TASK BRIEF. Could you set down exactly the lines of the data below, starting at the one that holds "onto as σ → 0" and ending at the one that holds "pub fn expected_terminal(&self, s0: f64, t: f64)", both included, and only those?

[Collected data]
----

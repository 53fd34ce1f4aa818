// src/models/gbm.rs
//! Geometric Brownian Motion with a continuous yield
//!
//! ```text
//! dS_t = (r - q) S_t dt + σ S_t dW_t
//! S_t  = S_0 exp((r - q - σ²/2) t + σ W_t)
//! ```
//!
//! Sampled on a uniform grid the exact solution gives the log-increment
//! `(r - q - σ²/2) Δt + σ √Δt Z` with `Z ~ N(0,1)`, unbiased for any `Δt`.

use crate::error::{validation::*, SimResult};

#[derive(Clone, Copy, Debug, PartialEq)]
pub struct Gbm {
    pub r: f64,     // Risk-free rate
    pub q: f64,     // Dividend / convenience yield
    pub sigma: f64, // Annualized volatility
}

impl Gbm {
    pub fn new(r: f64, q: f64, sigma: f64) -> SimResult<Self> {
        validate_finite("r", r)?;
        validate_finite("q", q)?;
        validate_positive("sigma", sigma)?;
        Ok(Gbm { r, q, sigma })
    }

    /// Risk-neutral log drift per unit time, `r - q - σ²/2`
    pub fn log_drift(&self) -> f64 {
        self.r - self.q - 0.5 * self.sigma * self.sigma
    }

    /// Deterministic part of one log-increment
    pub fn log_drift_per_step(&self, dt: f64) -> f64 {
        self.log_drift() * dt
    }

    /// Scale applied to a standard-normal draw in one log-increment
    pub fn diffusion_per_step(&self, dt: f64) -> f64 {
        self.sigma * dt.sqrt()
    }

    pub fn exact_step(&self, s_t: f64, dt: f64, normal_draw: f64) -> f64 {
        s_t * (self.log_drift_per_step(dt) + self.diffusion_per_step(dt) * normal_draw).exp()
    }

    /// The zero-noise curve `S_0 exp((r - q) t)` that paths collapse onto as σ → 0
    pub fn forward(&self, s0: f64, t: f64) -> f64 {
        s0 * ((self.r - self.q) * t).exp()
    }

    /// `E[S_T]`
    pub fn expected_terminal(&self, s0: f64, t: f64) -> f64 {
        self.forward(s0, t)
    }

    /// `Var[S_T] = S_0² e^{2(r-q)T} (e^{σ²T} - 1)`
    pub fn terminal_variance(&self, s0: f64, t: f64) -> f64 {
        let fwd = self.forward(s0, t);
        fwd * fwd * (self.sigma * self.sigma * t).exp_m1()
    }
}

----

SOLUTION TO THE EXERCISE.
    /// The zero-noise curve `S_0 exp((r - q) t)` that paths collapse onto as σ → 0
    pub fn forward(&self, s0: f64, t: f64) -> f64 {
        s0 * ((self.r - self.q) * t).exp()
    }

    /// `E[S_T]`
    pub fn expected_terminal(&self, s0: f64, t: f64) -> f64 {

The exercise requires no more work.